Tinha de ser assim, talvez, quem saberia? Mas é que doía. Doía e cansava. Cansava e irritava. Irritava e secava. E, seco assim, não respirava com prazer. Respirava com um certo ar de enfado e ansiedade misturados à poluição e às lágrimas evaporadas, dela e de outros. Sua vida enrijecia devagarzinho, com câimbras e enxaquecas. Não, isso não!
Um, doze, mil e sete... Porque deu, então, para contar as lágrimas quando a obviedade diária a entediava, obrigando-a a ser cotidiana também. Ela não era cotidiana – e nem por rebeldia ou precaução. Simplesmente não era, e isso igualmente doía muito. Abstraía, contava as lágrimas, lembrando-se até daquelas que rolaram em 1987 ou 2003. Então, vinha um sorriso, assim, desprevenido e inteligente. Ela caía em si, seus sentimentos, sua presença, sua ausência, vontades e desvontades, sapatos, malas... tudo no lugar, mas. As asas. As asas não mexiam de todo, porque ainda não era hora de novo.
Ah, janela. Nuvem. Cortina. Céu. Oceano, oceano. Momento de atravessar o muro, de arrumar a cama bagunçada, bagunçadíssima, pela lembrança dos amores todos. De frente para a vida, tinha o braço direito esticado para a Espanha e o pé esquerdo puxado pelo Chile. Mas essas eram meras abstrações de um passado que ia passando devagarzinho enquanto bem-quereres se acumulavam nas gavetas e em pontos epidérmicos estratégicos.

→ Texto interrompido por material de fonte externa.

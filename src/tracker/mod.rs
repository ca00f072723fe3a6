//! LIM tracker: captures layer inputs/outputs through forward observers.

pub mod aggregate;

pub use aggregate::{block_means, top_k, LimAggregator};

use crate::core::{metric, LimError, LimResults};
use crate::model::{HookHandle, LayerKind, Model};
use anyhow::Result;
use candle_core::{Device, Tensor};
use regex::Regex;
use std::cell::RefCell;
use std::collections::HashMap;
use std::rc::Rc;
use tracing::{debug, warn};

/// Which layers get an observer.
#[derive(Debug, Clone)]
pub enum LayerSelector {
    Kinds(Vec<LayerKind>),
    Names(Vec<String>),
    Pattern(Regex),
}

impl Default for LayerSelector {
    fn default() -> Self {
        Self::Kinds(LayerKind::QUANTIZABLE.to_vec())
    }
}

impl LayerSelector {
    fn matches(&self, name: &str, kind: LayerKind) -> bool {
        match self {
            Self::Kinds(kinds) => kinds.contains(&kind),
            Self::Names(names) => names.iter().any(|n| n == name),
            Self::Pattern(re) => re.is_match(name),
        }
    }
}

#[derive(Debug, Clone)]
pub struct TrackerConfig {
    /// Where captured tensors are moved. `None` keeps them on the model's device.
    pub capture_device: Option<Device>,
}

impl Default for TrackerConfig {
    fn default() -> Self {
        Self {
            capture_device: Some(Device::Cpu),
        }
    }
}

/// Most recent input/output seen by one layer.
#[derive(Debug, Clone, Default)]
pub struct CaptureRecord {
    pub input: Option<Tensor>,
    pub output: Option<Tensor>,
}

type Records = Rc<RefCell<HashMap<String, CaptureRecord>>>;

/// Observes the selected layers of a model and reduces captures to LIM.
///
/// The set of observed layers is fixed at construction. Call
/// [`LimTracker::remove_hooks`] before dropping the tracker: dropping it does
/// not detach its observers, which then stay registered on the model.
pub struct LimTracker<'m> {
    model: &'m Model,
    layers: Vec<String>,
    records: Records,
    handles: Vec<HookHandle>,
}

impl<'m> LimTracker<'m> {
    pub fn new(model: &'m Model, selector: LayerSelector) -> Result<Self> {
        Self::with_config(model, selector, TrackerConfig::default())
    }

    pub fn with_config(
        model: &'m Model,
        selector: LayerSelector,
        config: TrackerConfig,
    ) -> Result<Self> {
        let named = model.named_layers()?;

        if let LayerSelector::Names(wanted) = &selector {
            for w in wanted {
                if !named.iter().any(|(n, _)| *n == w.as_str()) {
                    warn!("requested layer {w} not found in model");
                }
            }
        }

        let records: Records = Rc::new(RefCell::new(HashMap::new()));
        let mut layers = Vec::new();
        let mut handles = Vec::new();
        for (name, layer) in named {
            if !selector.matches(name, layer.kind()) {
                continue;
            }
            records
                .borrow_mut()
                .insert(name.to_string(), CaptureRecord::default());
            let hook = capture_hook(
                name.to_string(),
                Rc::clone(&records),
                config.capture_device.clone(),
            );
            handles.push(model.register_forward_hook(name, hook)?);
            layers.push(name.to_string());
        }
        debug!("attached LIM observers to {} layers", layers.len());

        Ok(Self {
            model,
            layers,
            records,
            handles,
        })
    }

    pub fn model(&self) -> &'m Model {
        self.model
    }

    /// Observed layer names in traversal order.
    pub fn layer_names(&self) -> &[String] {
        &self.layers
    }

    pub fn record(&self, name: &str) -> Option<CaptureRecord> {
        self.records.borrow().get(name).cloned()
    }

    /// Layers with both input and output captured.
    pub fn observed_count(&self) -> usize {
        self.records
            .borrow()
            .values()
            .filter(|r| r.input.is_some() && r.output.is_some())
            .count()
    }

    /// Drop every capture but keep observers attached.
    pub fn clear(&self) {
        for record in self.records.borrow_mut().values_mut() {
            *record = CaptureRecord::default();
        }
    }

    pub fn is_attached(&self) -> bool {
        !self.handles.is_empty()
    }

    /// LIM for every layer with a complete capture, in traversal order.
    ///
    /// Layers with mismatched input/output shapes are skipped with a warning.
    /// A zero-norm input maps to `NaN`.
    pub fn compute_lim(&self) -> Result<LimResults> {
        let records = self.records.borrow();
        let mut results = LimResults::new();
        for name in &self.layers {
            let Some(CaptureRecord {
                input: Some(input),
                output: Some(output),
            }) = records.get(name)
            else {
                continue;
            };
            match metric::lim(name, input, output) {
                Ok(v) => {
                    if v.is_nan() {
                        warn!("zero-norm input in {name}, LIM undefined");
                    }
                    results.insert(name.clone(), v);
                }
                Err(e) => match e.downcast_ref::<LimError>() {
                    Some(LimError::ShapeMismatch { .. }) => warn!("{e}, skipping layer"),
                    _ => return Err(e),
                },
            }
        }
        Ok(results)
    }

    /// Detach every observer. Safe to call more than once.
    pub fn remove_hooks(&mut self) {
        for handle in self.handles.drain(..) {
            self.model.remove_hook(handle);
        }
    }
}

fn capture_hook(
    layer: String,
    records: Records,
    device: Option<Device>,
) -> impl Fn(&Model, &Tensor, &Tensor) -> Result<()> + 'static {
    move |model, input, output| {
        let input = if input.dtype().is_int() {
            if !model.has_embedding() {
                return Err(LimError::MissingEmbedding {
                    layer: layer.clone(),
                }
                .into());
            }
            model.embed(input)?
        } else {
            input.clone()
        };
        let input = snapshot(&input, device.as_ref())?;
        let output = snapshot(output, device.as_ref())?;

        let mut records = records.borrow_mut();
        let record = records.entry(layer.clone()).or_default();
        record.input = Some(input);
        record.output = Some(output);
        Ok(())
    }
}

/// Deep copy cut off from the autograd graph.
fn snapshot(t: &Tensor, device: Option<&Device>) -> Result<Tensor> {
    let t = t.detach().copy()?;
    match device {
        Some(d) => Ok(t.to_device(d)?),
        None => Ok(t),
    }
}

Assumia-se, portanto, uma pilha desorganizada e quase deliciosamente desequilibrada de vontades, interesses, sonhos, digestões, fotos, suspiros, calcinhas, vestidos, dicionários, e-mails, amigos, emoções, vazios, cheios, quilos a mais, saudades e dores. Três mil, cento e catorze, um milhão, quinhentos e dois... Ah, as lágrimas. Pois é.
Numa madrugada qualquer, sem saber se vinha ensolarado ou aguado aquele próximo dia, um silêncio acolhedor e um friozinho erótico, ela sentou-se sonhada e sonâmbula na beira da cama, como que se estivesse preparada para partir. A seu lado, a bagagem leve cheia de perguntas e frases ainda por começar.
E as asas bateram, ritmadas como no sexo, elevadas como na meditação, embriagadas como num brinde, brisas como no amor. Ela, então, voou. Para fora daquele lugar.